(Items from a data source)
>>>
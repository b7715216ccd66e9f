//! Coroutines
//!
//! Every thread has its own stack and call chain. Resuming switches the
//! running thread; a yield unwinds the native frames of the coroutine as an
//! `Err` carrying [`Status::Yield`], and the next resume rebuilds them from
//! the saved call records: continuations of native functions are called and
//! interrupted Lua instructions are completed ([`State::unroll`]).

use crate::state::{ContinuationFn, State};
use core_types::{LuaError, LuaResult, Status, ThreadRef, Value};
use memory_manager::{CallStatus, MIN_STACK, MULTRET};
use tracing::trace;

/// Status of a coroutine as seen from the running thread.
#[derive(Debug, Clone, Copy, PartialEq, Eq)]
pub enum CoroutineStatus {
    /// It is the running thread
    Running,
    /// Suspended in a yield, or not started yet
    Suspended,
    /// Active but not running: it resumed another coroutine
    Normal,
    /// Finished or stopped by an error
    Dead,
}

impl CoroutineStatus {
    /// The name used by `coroutine.status`.
    pub fn as_str(self) -> &'static str {
        match self {
            CoroutineStatus::Running => "running",
            CoroutineStatus::Suspended => "suspended",
            CoroutineStatus::Normal => "normal",
            CoroutineStatus::Dead => "dead",
        }
    }
}

impl State {
    // ========================================================================
    // Threads
    // ========================================================================

    /// Creates a thread, pushes it on the stack and returns it. The new
    /// thread shares the globals and inherits the hook of the running one.
    pub fn new_thread(&mut self) -> LuaResult<ThreadRef> {
        self.check_gc()?;
        let th = self.heap.new_thread();
        let (hook, mask, count) = {
            let t = self.thread();
            (t.hook, t.hook_mask, t.base_hook_count)
        };
        let t = &mut self.heap.threads[th];
        t.hook = hook;
        t.hook_mask = mask;
        t.base_hook_count = count;
        t.hook_count = count;
        self.push_value(Value::Thread(th));
        Ok(th)
    }

    /// Moves `n` values from the top of the running thread to thread `to`.
    pub fn xmove(&mut self, to: ThreadRef, n: usize) {
        let from = self.heap.running;
        self.move_values(from, to, n);
    }

    pub(crate) fn move_values(&mut self, from: ThreadRef, to: ThreadRef, n: usize) {
        if from == to || n == 0 {
            return;
        }
        let needed = self.heap.threads[to].top + n;
        if needed > self.heap.threads[to].stack_size() {
            self.heap.resize_stack(to, needed + MIN_STACK);
        }
        let values: Vec<Value> = {
            let f = &mut self.heap.threads[from];
            f.top -= n;
            f.stack[f.top..f.top + n].to_vec()
        };
        let t = &mut self.heap.threads[to];
        for v in values {
            t.push(v);
        }
    }

    /// Raw status of a thread: `Ok`, `Yield`, or the error that killed it.
    pub fn thread_status(&self, th: ThreadRef) -> Status {
        self.heap.threads[th].status
    }

    /// Status of `co` relative to the running thread.
    pub fn coroutine_status(&self, co: ThreadRef) -> CoroutineStatus {
        if co == self.heap.running {
            return CoroutineStatus::Running;
        }
        let t = &self.heap.threads[co];
        match t.status {
            Status::Yield => CoroutineStatus::Suspended,
            Status::Ok if t.ci > 0 => CoroutineStatus::Normal,
            Status::Ok if t.top == 1 => CoroutineStatus::Dead,
            Status::Ok => CoroutineStatus::Suspended,
            _ => CoroutineStatus::Dead,
        }
    }

    /// Whether the running code may yield.
    pub fn is_yieldable(&self) -> bool {
        self.thread().nny == 0
    }

    // ========================================================================
    // Resume and yield
    // ========================================================================

    fn resume_error(&mut self, msg: &str, nargs: usize) -> (Status, usize) {
        let top = self.top() - nargs;
        self.set_top_raw(top);
        let s = self.heap.new_str(msg);
        self.push_value(Value::String(s));
        (Status::Runtime, 1)
    }

    /// Starts or continues coroutine `co` with the `nargs` values on top of
    /// the running thread's stack as arguments. The first resume calls the
    /// function that sits alone on `co`'s stack.
    ///
    /// Returns the coroutine's status together with the number of values
    /// moved to the running thread's stack: the yielded or returned values,
    /// or the error object. The caller keeps `co` reachable while it runs.
    pub fn resume(&mut self, co: ThreadRef, nargs: usize) -> LuaResult<(Status, usize)> {
        let from = self.heap.running;
        {
            let t = &self.heap.threads[co];
            match t.status {
                Status::Ok if co == from || t.ci != 0 => {
                    return Ok(self.resume_error("cannot resume non-suspended coroutine", nargs));
                }
                Status::Ok if t.top == 1 => {
                    return Ok(self.resume_error("cannot resume dead coroutine", nargs));
                }
                Status::Ok | Status::Yield => {}
                _ => return Ok(self.resume_error("cannot resume dead coroutine", nargs)),
            }
        }
        let n_ccalls = self.heap.threads[from].n_ccalls;
        if n_ccalls >= self.config.max_native_calls {
            return Ok(self.resume_error("C stack overflow", nargs));
        }
        self.move_values(from, co, nargs);
        {
            let t = &mut self.heap.threads[co];
            t.n_ccalls = n_ccalls + 1;
            t.nny = 0;
        }
        trace!(nargs, "resuming coroutine");
        self.heap.running = co;
        let mut outcome = self.run_protected(|s| s.resume_body(nargs));
        outcome = self.recover(outcome);
        let status = match outcome {
            Ok(()) => Status::Ok,
            Err(e) if e.is_yield() => Status::Yield,
            Err(e) => {
                // the thread is dead; keep a copy of the error object for
                // closing its pending variables later
                self.thread_mut().status = e.status;
                let top = self.top();
                self.set_error_obj(top, &e);
                let v = self.stack_get(top);
                self.push_value(v);
                let top = self.top();
                self.thread_mut().current_ci_mut().top = top;
                e.status
            }
        };
        let nres = match status {
            Status::Yield => self.thread().current_ci().n_yield,
            Status::Ok => self.top() - (self.thread().current_ci().func + 1),
            _ => 1,
        };
        self.heap.running = from;
        if matches!(status, Status::Ok | Status::Yield) {
            let room = self.thread().stack_size() - self.top();
            if nres + 1 > room && !self.grow_stack(nres + 1, false)? {
                self.heap.threads[co].top -= nres;
                let s = self.heap.new_str("too many results to resume");
                self.push_value(Value::String(s));
                return Ok((Status::Runtime, 1));
            }
        }
        self.move_values(co, from, nres);
        trace!(?status, nres, "coroutine suspended or finished");
        Ok((status, nres))
    }

    fn resume_body(&mut self, nargs: usize) -> LuaResult<()> {
        let first_arg = self.top() - nargs;
        if self.thread().status == Status::Ok {
            return self.call_value(first_arg - 1, MULTRET);
        }
        self.thread_mut().status = Status::Ok;
        let ci = self.ci();
        if self.thread().call_infos[ci].is_lua() {
            // yielded inside a hook
            self.set_top_raw(first_arg);
            self.execute(ci)?;
        } else {
            let (k, ctx) = {
                let c = &self.thread().call_infos[ci];
                (c.k, c.ctx)
            };
            let mut n = nargs;
            if let Some(k) = k {
                let k = self.continuation(k);
                n = k(self, Status::Yield, ctx)?;
                n = self.checked_result_count(n);
            }
            self.poscall(ci, n)?;
        }
        self.unroll()
    }

    /// Keeps running after errors caught by yieldable protected calls of
    /// the coroutine.
    fn recover(&mut self, mut outcome: LuaResult<()>) -> LuaResult<()> {
        while let Err(e) = outcome {
            if e.is_yield() {
                return Err(e);
            }
            let Some(ci) = self.find_pcall() else {
                return Err(e);
            };
            let v = match e.status {
                Status::Memory => Value::String(self.heap.memory_error_message),
                _ => e.value,
            };
            self.push_value(v);
            let th = self.thread_mut();
            th.ci = ci;
            th.call_infos[ci].recover_status = Some(e.status);
            outcome = self.run_protected(|s| s.unroll());
        }
        outcome
    }

    fn find_pcall(&self) -> Option<usize> {
        let th = self.thread();
        (1..=th.ci)
            .rev()
            .find(|&ci| th.call_infos[ci].callstatus.contains(CallStatus::YPCALL))
    }

    /// Completes every frame interrupted by a yield, down to the base.
    pub(crate) fn unroll(&mut self) -> LuaResult<()> {
        while self.ci() != 0 {
            let ci = self.ci();
            if self.thread().call_infos[ci].is_lua() {
                self.finish_op()?;
                self.execute(ci)?;
            } else {
                self.finish_ccall(ci)?;
            }
        }
        Ok(())
    }

    fn finish_ccall(&mut self, ci: usize) -> LuaResult<()> {
        let n = if self.thread().call_infos[ci].callstatus.contains(CallStatus::CLSRET) {
            // was closing variables while returning
            self.thread().call_infos[ci].n_res
        } else {
            let mut status = Status::Yield;
            if self.thread().call_infos[ci].callstatus.contains(CallStatus::YPCALL) {
                status = self.finish_pcallk(ci)?;
            }
            self.adjust_results(MULTRET);
            let (k, ctx, func) = {
                let c = &self.thread().call_infos[ci];
                (c.k, c.ctx, c.func)
            };
            match k {
                Some(k) => {
                    let k = self.continuation(k);
                    let n = k(self, status, ctx)?;
                    self.checked_result_count(n)
                }
                None => self.top() - func - 1,
            }
        };
        self.poscall(ci, n)
    }

    /// Finishes a yieldable protected call after a resume: on a recovered
    /// error, closes its pending variables and leaves the error object at
    /// the position of the called function.
    fn finish_pcallk(&mut self, ci: usize) -> LuaResult<Status> {
        let recovered = self.thread().call_infos[ci].recover_status;
        let status = match recovered {
            None | Some(Status::Ok) => Status::Yield,
            Some(status) => {
                let (func, allow_hook) = {
                    let c = &self.thread().call_infos[ci];
                    (c.func_idx, c.callstatus.contains(CallStatus::OAH))
                };
                self.thread_mut().allow_hook = allow_hook;
                let top = self.top();
                let err = LuaError::new(status, self.stack_get(top - 1));
                self.close_level(func, Some(err), true)?;
                self.set_error_obj(func, &err);
                self.shrink_stack();
                self.thread_mut().call_infos[ci].recover_status = None;
                status
            }
        };
        let th = self.thread_mut();
        let c = &mut th.call_infos[ci];
        c.callstatus.remove(CallStatus::YPCALL);
        th.err_func = th.call_infos[ci].old_errfunc;
        Ok(status)
    }

    /// Suspends the running coroutine, handing the `nresults` values on
    /// top of the stack to the resumer. A native function returns the
    /// result of this call. When resumed, `k` (if any) is called in place of
    /// the rest of the native function; without it the resume arguments
    /// become the function's results.
    pub fn yield_k(
        &mut self,
        nresults: usize,
        ctx: isize,
        k: Option<ContinuationFn>,
    ) -> LuaResult<usize> {
        if !self.is_yieldable() {
            let msg = if self.is_main_thread() {
                "attempt to yield from outside a coroutine"
            } else {
                "attempt to yield across a C-call boundary"
            };
            return Err(self.run_error(msg));
        }
        let ci = self.ci();
        if self.thread().call_infos[ci].is_lua() {
            return Err(self.run_error("hooks cannot yield"));
        }
        let k = k.map(|k| self.register_continuation(k));
        let th = self.thread_mut();
        th.status = Status::Yield;
        let c = &mut th.call_infos[ci];
        c.n_yield = nresults;
        c.k = k;
        if k.is_some() {
            c.ctx = ctx;
        }
        Err(LuaError::yield_marker())
    }

    /// [`State::yield_k`] without a continuation.
    pub fn yield_values(&mut self, nresults: usize) -> LuaResult<usize> {
        self.yield_k(nresults, 0, None)
    }

    // ========================================================================
    // Closing
    // ========================================================================

    /// Unwinds thread `th` to its base, closing its pending to-be-closed
    /// variables with the error that stopped it (if any). Returns the final
    /// status; on error the error object is left at index 1 of `th`.
    pub(crate) fn reset_thread(&mut self, th: ThreadRef, status: Status) -> Status {
        let prev = self.heap.running;
        self.heap.running = th;
        let err_value = {
            let t = &mut self.heap.threads[th];
            let v = if t.top > 1 { t.stack[t.top - 1] } else { Value::Nil };
            t.ci = 0;
            t.stack[0] = Value::Nil;
            let base = &mut t.call_infos[0];
            base.func = 0;
            base.callstatus = CallStatus::C;
            t.status = Status::Ok;
            v
        };
        let status = if status == Status::Yield { Status::Ok } else { status };
        let e = self.close_protected(1, LuaError::new(status, err_value));
        if e.status == Status::Ok {
            self.set_top_raw(1);
        } else {
            self.set_error_obj(1, &e);
        }
        let top = self.top();
        self.thread_mut().call_infos[0].top = top + MIN_STACK;
        self.heap.shrink_stack(th);
        self.heap.running = prev;
        e.status
    }

    /// Closes a suspended or dead coroutine: its pending to-be-closed
    /// variables are closed and the thread becomes dead. On error the error
    /// object is pushed on the running thread's stack.
    pub fn close_thread(&mut self, co: ThreadRef) -> LuaResult<Status> {
        match self.coroutine_status(co) {
            CoroutineStatus::Running => {
                return Err(self.run_error("cannot close a running coroutine"));
            }
            CoroutineStatus::Normal => {
                return Err(self.run_error("cannot close a normal coroutine"));
            }
            CoroutineStatus::Suspended | CoroutineStatus::Dead => {}
        }
        let from = self.heap.running;
        self.heap.threads[co].n_ccalls = self.heap.threads[from].n_ccalls;
        let status = self.heap.threads[co].status;
        let status = self.reset_thread(co, status);
        if status != Status::Ok {
            self.move_values(co, from, 1);
        }
        Ok(status)
    }
}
<<<
■ Aim of the exercise ■
When a line contains the string "interrupted", count that line; once every line of the records has been checked, state the count alone.

■ Response area ■
2